▸ Aim of the exercise
Under this task are some entries; return every one of them exactly.

▸ Data under study
>>>
mod aabb;
mod hit_record;
mod interval;
mod ray_box_intersection;
mod ray_triangle_intersection;
mod triangle;

pub use aabb::AABB;
pub use hit_record::HitRecord;
pub use interval::Interval;
pub use triangle::{BarycentricCoordinates, Triangle, VertexCountError};

pub type FloatType = f64;
pub type WorldPoint = nalgebra::Point3<FloatType>;
pub type WorldVector = nalgebra::Vector3<FloatType>;
pub type WorldBox = AABB<WorldPoint>;

/// Determinant threshold below which a ray counts as parallel to a triangle.
pub const EPSILON: FloatType = 1e-8;

#[derive(Copy, Clone, Debug, PartialEq)]
pub struct Ray {
    pub origin: WorldPoint,
    /// Direction of the ray, not normalized.
    /// Hit distances are measured in multiples of its length.
    pub direction: WorldVector,

    /// Componentwise inverse of the ray direction
    /// Zeros in direction get turned into positive infinity regardless of the sign of the zero
    pub inv_direction: WorldVector,
}

impl Ray {
    pub fn new(origin: WorldPoint, direction: WorldVector) -> Ray {
        let inv_direction = direction.map(|x| {
            if x == 0.0 {
                FloatType::INFINITY
            } else {
                1.0 / x
            }
        });

        Ray {
            origin,
            direction,
            inv_direction,
        }
    }

    pub fn point_at(&self, t: FloatType) -> WorldPoint {
        self.origin + self.direction * t
    }
}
<<<
▸ Written solution
mod aabb;
mod hit_record;
mod interval;
mod ray_box_intersection;
mod ray_triangle_intersection;
mod triangle;

pub use aabb::AABB;
pub use hit_record::HitRecord;
pub use interval::Interval;
pub use triangle::{BarycentricCoordinates, Triangle, VertexCountError};

pub type FloatType = f64;
pub type WorldPoint = nalgebra::Point3<FloatType>;
pub type WorldVector = nalgebra::Vector3<FloatType>;
pub type WorldBox = AABB<WorldPoint>;

/// Determinant threshold below which a ray counts as parallel to a triangle.
pub const EPSILON: FloatType = 1e-8;

#[derive(Copy, Clone, Debug, PartialEq)]
pub struct Ray {
    pub origin: WorldPoint,
    /// Direction of the ray, not normalized.
    /// Hit distances are measured in multiples of its length.
    pub direction: WorldVector,

    /// Componentwise inverse of the ray direction
    /// Zeros in direction get turned into positive infinity regardless of the sign of the zero
    pub inv_direction: WorldVector,
}

impl Ray {
    pub fn new(origin: WorldPoint, direction: WorldVector) -> Ray {
        let inv_direction = direction.map(|x| {
            if x == 0.0 {
                FloatType::INFINITY
            } else {
                1.0 / x
            }
        });

        Ray {
            origin,
            direction,
            inv_direction,
        }
    }

    pub fn point_at(&self, t: FloatType) -> WorldPoint {
        self.origin + self.direction * t
    }
}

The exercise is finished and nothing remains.